- Finnish: Mies joka kuoli
- Based on: The Man Who Died, by Antti Tuomainen
- Directed by: Samuli Valkama
- Starring: Jussi Vatanen
- Composer: Lasse Enersen
- Countries of origin: Finland; Germany;
- Original languages: Finnish; English;
- No. of seasons: 2
- No. of episodes: 12

Production
- Producer: Markku Flink
- Cinematography: Anssi Leino
- Running time: 43–45 minutes

Original release
- Release: 2022

= The Man Who Died (TV series) =

2022 Finnish television miniseries

The Man Who Died (Mies joka kuoli) is a 2022 drama dark comedy television miniseries from Finland that premiered in 2022.

==Premise==
Based on the homonymous novel by Antti Tuomainen, the series tells the story of Jaakko Kaunismaa, a successful mushroom entrepreneur, who falls ill with mysterious symptoms and discovers someone has been slowly poisoning him.
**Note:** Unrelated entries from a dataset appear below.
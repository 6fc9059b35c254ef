use std::ops::Div;

use crate::quantity::{cost::Cost, rate::KilowattHourRate};

quantity!(KilowattHours, suffix: "kWh", precision: 2);

implement_mul!(KilowattHours, KilowattHourRate, Cost);

impl KilowattHours {
    /// Annualise a total tracked over the given number of days.
    pub fn annualised(self, days: i64) -> Self {
        Self(self.0 / days as f64 * 365.0)
    }
}

impl Div<KilowattHours> for KilowattHours {
    type Output = f64;

    fn div(self, rhs: KilowattHours) -> Self::Output {
        self.0 / rhs.0
    }
}

#[cfg(test)]
mod tests {
    use approx::assert_abs_diff_eq;

    use super::*;

    #[test]
    fn multiply_by_rate_ok() {
        let cost = KilowattHours(7.0) * KilowattHourRate(0.25);
        assert_abs_diff_eq!(cost.0, 1.75);
    }

    #[test]
    fn annualised_ok() {
        assert_abs_diff_eq!(KilowattHours(100.0).annualised(100).0, 365.0);
    }
}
His days are numbered, but before his impending death, Jaakko decides to uncover the murderer.

==Cast==
- Jussi Vatanen as Jaakko Kaunismaa
- Sara Soulié as Sanni
- Elias Westerberg as Petri
- Saara Kotkaniemi as Taina

==International Distribution==
The series became available in Australia on SBS On Demand in 2023, and was broadcast in Portugal by RTP 2 in 2025.